Это есть наш последний и решительный шанс.
Стояли на пути солдатки‚ выглядывали своих в проходящем отряде‚ закусывали мокрые от слез платки. Стыли с боков вдовы неутешные‚ высматривали без надежды кого ни есть‚ ждали терпеливо команды "стой" и мужиков на постой. Прыгали вокруг девочки-баловницы‚ постреливали глазками‚ помахивали ручками‚ потряхивали грудками: этим пока всё на радость.
Прибежала бабка умильная‚ путаясь в широком подоле‚ на плече наволочка с ржаными сухарями:
– Не в тутошнем ли отряде? Не на теперешнем ли фронте? Близнятки мои‚ внучатки мои! Забрили. Погрузили. Отправили. Девок брюхатых оставили. Та Колькина – опросталась‚ эта Петькина – на сносях.
И прослезилась. Стала пихать сухари в ихние карманы: нехай погрызут напоследок! А командир ее оттолкнул.
Бежали мимо туристы из глубинок провинций‚ толкучие да гребучие‚ обтершиеся за день в городской жизни‚ углядели солдат на марше‚ – дело к войне! – рванули по магазинам подметать прилавки: соль-спички-керосин. Мужичок-кулачок, самый из всех запасливый, побежал рядом с отрядом‚ заканючил в голос:
– Дай часы. Отдай мне часы. Сменяй на сало! Ты жа лунатик‚ тебя всё одно убьют...

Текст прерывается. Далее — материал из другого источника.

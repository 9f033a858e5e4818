//! Error types shared by every command.
//!
//! All fallible operations return [`OrganizeResult<T>`]. Each variant names the
//! path (or value) that caused it so the message printed at the top level is
//! enough to locate the problem.

use std::path::PathBuf;

/// Errors that can occur while validating arguments or touching the filesystem.
#[derive(Debug, thiserror::Error)]
pub enum OrganizeError {
    /// A required positional argument was not supplied.
    #[error("please provide {0}")]
    MissingArgument(&'static str),

    /// No command is registered under the requested name.
    #[error("unknown command: {0}")]
    UnknownCommand(String),

    /// The `--sort` value is not one of `name`, `size`, `time`.
    #[error("unknown sort option: {0}")]
    UnknownSortOption(String),

    /// The base path could not be stat'ed.
    #[error("error accessing path {}: {source}", .path.display())]
    InvalidBasePath {
        path: PathBuf,
        source: std::io::Error,
    },

    /// The base path exists but is not a directory.
    #[error("{} is not a directory", .0.display())]
    NotADirectory(PathBuf),

    /// Reading a file's metadata failed.
    #[error("cannot get file info for {}: {source}", .path.display())]
    MetadataFailed {
        path: PathBuf,
        source: std::io::Error,
    },

    /// Failed to create a category directory.
    #[error("failed to create directory {}: {source}", .path.display())]
    DirectoryCreationFailed {
        path: PathBuf,
        source: std::io::Error,
    },

    /// Failed to move a file into its category directory.
    #[error("failed to move file {} to {}: {source}", .from.display(), .to.display())]
    FileMoveFailure {
        from: PathBuf,
        to: PathBuf,
        source: std::io::Error,
    },

    /// Failed to rename a file during a bulk rename.
    #[error("failed to rename {} to {}: {source}", .from.display(), .to.display())]
    RenameFailed {
        from: PathBuf,
        to: PathBuf,
        source: std::io::Error,
    },

    /// Listing a single directory failed.
    #[error("error reading directory {}: {source}", .path.display())]
    ReadDirFailed {
        path: PathBuf,
        source: std::io::Error,
    },

    /// The recursive walk hit an entry it could not read.
    #[error("error walking directory {}: {source}", .root.display())]
    WalkFailed {
        root: PathBuf,
        source: walkdir::Error,
    },

    /// Writing a report line failed.
    #[error("failed to write output: {0}")]
    Output(#[from] std::io::Error),
}

/// Result type for every organizer operation.
pub type OrganizeResult<T> = Result<T, OrganizeError>;
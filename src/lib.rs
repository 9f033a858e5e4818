//! simonsays - a swiss-knife tool for file and directory manipulation
//!
//! This library sorts the files of a directory tree into sub-folders by
//! modification date, extension or size, bulk-renames files from a template
//! pattern and produces sorted file listings. Every command is a single
//! synchronous pass that stops at the first error.

pub mod cli;
pub mod commands;
pub mod error;
pub mod file_category;
pub mod file_entry;
pub mod file_organizer;
pub mod listing;
pub mod output;
pub mod registry;
pub mod rename;

pub use error::{OrganizeError, OrganizeResult};
pub use file_category::{Categorizer, SizeBucket};
pub use file_entry::FileEntry;
pub use file_organizer::{FileOrganizer, Operation};
pub use listing::{ListOptions, SortKey};
pub use registry::{Command, CommandRegistry};
pub use rename::{RenameOptions, RenameTemplate};

pub use cli::{Cli, build_command, run_cli};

А его тут же впихнули в строй. И он вытянул руки: исполнительным лунатиком. Хоть теперь пиши похоронку.
Двое любителей прекрасного‚ всего двое из целой группы‚ пренебрегая материальными позывами‚ под шумок уволокли экскурсовода в кусты‚ – "Девка-то не охраняется!" – прикладывались по очереди к местам боевой и трудовой славы‚ а она глядела привычно в далекое небо‚ повторяла задумчиво‚ в такт:
– На этом. Маршрут. Заканчивается. Всякий раз. На этом.
А они:
– Пройдёмтя дальше. Ах‚ ну пройдёмтя же дальше!

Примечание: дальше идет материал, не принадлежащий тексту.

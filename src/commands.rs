//! The five built-in commands.
//!
//! Each command declares its clap arguments, checks that the required ones are
//! present and hands off to the matching engine.

use std::io::Write;
use std::path::PathBuf;

use clap::{Arg, ArgAction, ArgMatches, value_parser};

use crate::error::{OrganizeError, OrganizeResult};
use crate::file_category::Categorizer;
use crate::file_organizer::FileOrganizer;
use crate::listing::{ListOptions, SortKey, list_files};
use crate::output::OutputFormatter;
use crate::registry::Command;
use crate::rename::{RenameOptions, RenameTemplate, bulk_rename};

const DIR_ARG: &str = "dir";
const PATTERN_ARG: &str = "pattern";

const MISSING_DIR: &str = "a directory path";
const MISSING_DIR_AND_PATTERN: &str = "a directory path and rename pattern";

fn dir_arg() -> Arg {
    Arg::new(DIR_ARG)
        .value_name("DIR")
        .help("Directory to operate on")
        .value_parser(value_parser!(PathBuf))
}

fn dir_from(matches: &ArgMatches, missing: &'static str) -> OrganizeResult<PathBuf> {
    matches
        .get_one::<PathBuf>(DIR_ARG)
        .cloned()
        .ok_or(OrganizeError::MissingArgument(missing))
}

/// Shared body of the three sort commands.
fn run_sort(
    matches: &ArgMatches,
    categorizer: Categorizer,
    out: &mut dyn Write,
) -> OrganizeResult<()> {
    let dir = dir_from(matches, MISSING_DIR)?;
    let moved = FileOrganizer::organize(&dir, categorizer, out)?;
    OutputFormatter::success(
        out,
        &format!("Moved {}", OutputFormatter::count_files(moved.len())),
    )?;
    Ok(())
}

/// `sortbydate <dir>`
pub struct SortByDateCommand;

impl Command for SortByDateCommand {
    fn name(&self) -> &'static str {
        "sortbydate"
    }

    fn description(&self) -> &'static str {
        "Sort files into directories named after their modification date (DDMMYYYY)"
    }

    fn args(&self) -> Vec<Arg> {
        vec![dir_arg()]
    }

    fn execute(&self, matches: &ArgMatches, out: &mut dyn Write) -> OrganizeResult<()> {
        run_sort(matches, Categorizer::Date, out)
    }
}

/// `sortbytype <dir>`
pub struct SortByTypeCommand;

impl Command for SortByTypeCommand {
    fn name(&self) -> &'static str {
        "sortbytype"
    }

    fn description(&self) -> &'static str {
        "Sort files into directories based on their file extension"
    }

    fn args(&self) -> Vec<Arg> {
        vec![dir_arg()]
    }

    fn execute(&self, matches: &ArgMatches, out: &mut dyn Write) -> OrganizeResult<()> {
        run_sort(matches, Categorizer::Type, out)
    }
}

/// `sortbysize <dir>`
pub struct SortBySizeCommand;

impl Command for SortBySizeCommand {
    fn name(&self) -> &'static str {
        "sortbysize"
    }

    fn description(&self) -> &'static str {
        "Sort files into directories based on their size (small, medium, large)"
    }

    fn args(&self) -> Vec<Arg> {
        vec![dir_arg()]
    }

    fn execute(&self, matches: &ArgMatches, out: &mut dyn Write) -> OrganizeResult<()> {
        run_sort(matches, Categorizer::Size, out)
    }
}

/// `bulkrename <dir> <pattern> [--dry-run] [--start N]`
pub struct BulkRenameCommand;

impl Command for BulkRenameCommand {
    fn name(&self) -> &'static str {
        "bulkrename"
    }

    fn description(&self) -> &'static str {
        "Bulk rename files based on a pattern ({index}, {name}, {ext})"
    }

    fn args(&self) -> Vec<Arg> {
        vec![
            dir_arg(),
            Arg::new(PATTERN_ARG)
                .value_name("PATTERN")
                .help("New name template, e.g. \"img-{index}{ext}\""),
            Arg::new("dry-run")
                .long("dry-run")
                .action(ArgAction::SetTrue)
                .help("Show what would be renamed without actually renaming"),
            Arg::new("start")
                .long("start")
                .value_name("N")
                .value_parser(value_parser!(i64))
                .allow_negative_numbers(true)
                .default_value("1")
                .help("Starting index for the {index} placeholder"),
        ]
    }

    fn execute(&self, matches: &ArgMatches, out: &mut dyn Write) -> OrganizeResult<()> {
        let dir = dir_from(matches, MISSING_DIR_AND_PATTERN)?;
        let pattern = matches
            .get_one::<String>(PATTERN_ARG)
            .ok_or(OrganizeError::MissingArgument(MISSING_DIR_AND_PATTERN))?;

        let options = RenameOptions {
            dry_run: matches.get_flag("dry-run"),
            start_index: matches.get_one::<i64>("start").copied().unwrap_or(1),
        };
        let template = RenameTemplate::new(pattern.as_str());

        if options.dry_run {
            OutputFormatter::dry_run_notice(out, "No files will be renamed")?;
        }

        let renamed = bulk_rename(&dir, &template, &options, out)?;

        if !options.dry_run {
            OutputFormatter::success(
                out,
                &format!("Renamed {}", OutputFormatter::count_files(renamed.len())),
            )?;
        }
        Ok(())
    }
}

/// `list <dir> [--sort name|size|time] [--recursive]`
pub struct ListCommand;

impl Command for ListCommand {
    fn name(&self) -> &'static str {
        "list"
    }

    fn description(&self) -> &'static str {
        "List files with various sorting options"
    }

    fn args(&self) -> Vec<Arg> {
        vec![
            dir_arg(),
            Arg::new("sort")
                .long("sort")
                .value_name("KEY")
                .default_value(SortKey::Name.as_str())
                .help("Sort by (name, size, time)"),
            Arg::new("recursive")
                .long("recursive")
                .action(ArgAction::SetTrue)
                .help("List files recursively"),
        ]
    }

    fn execute(&self, matches: &ArgMatches, out: &mut dyn Write) -> OrganizeResult<()> {
        let dir = dir_from(matches, MISSING_DIR)?;
        let sort = match matches.get_one::<String>("sort") {
            Some(value) => value.parse::<SortKey>()?,
            None => SortKey::default(),
        };

        let options = ListOptions {
            sort,
            recursive: matches.get_flag("recursive"),
        };
        list_files(&dir, &options, out)?;
        Ok(())
    }
}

Прыгали с мячиком старики-молодожены‚ ловкие и легкие‚ услыхали барабан‚ углядели отряд‚ разом отложили ракетки.
– Я пошел‚ – сказал просто. – Когда все идут‚ как я останусь? Я же еще не старый.

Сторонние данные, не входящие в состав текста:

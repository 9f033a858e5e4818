use simonsays::cli::{Cli, build_command, run_cli};
use simonsays::output::OutputFormatter;
use simonsays::registry::CommandRegistry;
use std::io;
use std::process::ExitCode;

fn main() -> ExitCode {
    let registry = CommandRegistry::with_builtin_commands();
    let matches = build_command(&registry).get_matches();

    let cli = match Cli::from_matches(&matches) {
        Ok(cli) => cli,
        Err(e) => e.exit(),
    };
    cli.setup_logging();

    let stdout = io::stdout();
    let mut out = stdout.lock();
    match run_cli(&registry, &matches, &mut out) {
        Ok(()) => ExitCode::SUCCESS,
        Err(e) => {
            OutputFormatter::error(&e.to_string());
            ExitCode::FAILURE
        }
    }
}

– Иди‚ – сказала. – Я подожду. Я же еще молодая.
И он встал в строй. Зашагал терпеливо. А она шла возле и уставала. Уставала и отставала.
Громче прежнего ударили барабаны.
Скользнула от звезд к крышам кислородная подушка – задумчивым цеппелином‚ зависло неразделенное тело‚ сонное‚ теплое‚ в спутанном покрывале девичьих волос. Призраком гналась следом одноногая птица-горбун‚ тяжело отмахивала крыльями‚ загребала боком‚ задыхалась и кашляла с непривычки‚ а под ней деловито летел старый еврей Фишкин‚ цепко держался за птичью ногу‚ распахивал душу-портфель.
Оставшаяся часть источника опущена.